1. Basic dtypes (review)
2. Changing dtypes
3. Limits/issues with changing them
4. `NaN` ("Not a number")
5. Nullable types -- the evolution of Pandas

# Dtypes in Pandas

Each column in a data frame is a series. Each series (whether on its own or inside of a data frame) has a dtype. That determines the type of data that each value in the series contains.

In traditional Python lists, we can have any values, in any combination. In a series, they all must have exactly the same type. In a series, though, we do need to tell Pandas what types of data we want, so it can turn to NumPy (the lower-level layer) and allocate an array of the right size. Moreover, it needs to interpret the bits in memory in the right way.

If we see `12` and `12.34`, we understand that the first is an integer, and the second is a float. We also think of a float has having "extra stuff beyond the integer." The dtype not only tells Pandas what kinds of data we're going to store, and thus what the limits are on those values, but also how it needs to interpret the bits at the lowest level.

Choosing a dtype is thus important for (a) making sure that the values will work, (b) making sure that they'll fit, and (c) making sure that you don't use too much memory.

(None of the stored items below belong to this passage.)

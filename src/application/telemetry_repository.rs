// Repository trait for telemetry data access
use crate::domain::error::DashboardError;
use crate::domain::tag::TagId;
use crate::domain::telemetry::TelemetryDataset;
use async_trait::async_trait;

#[async_trait]
pub trait TelemetryRepository: Send + Sync {
    /// Download the tag's gapped CSV and parse it. Every call goes to the remote endpoint.
    async fn fetch(&self, tag: TagId) -> Result<TelemetryDataset, DashboardError>;
}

Normally, when we create a series, Pandas chooses a dtype for us:

- If it sees only integers (decimal digits), then we get a dtype of `int64` -- 64-bit integers, aka 8-byte integers. These are signed, meaning that half of the numbers are positive and half are negative.
- If it sees decimal digits and one decimal point, then we get a dtype of `float64` -- 64-bit floats, aka 8-byte floats. These are also signed.
- If it sees other things, then it basically assumes that we have strings. But it doesn't use NumPy's strings, which are awful. Instead, it uses Python strings, and refers to them using a dtype of `object`.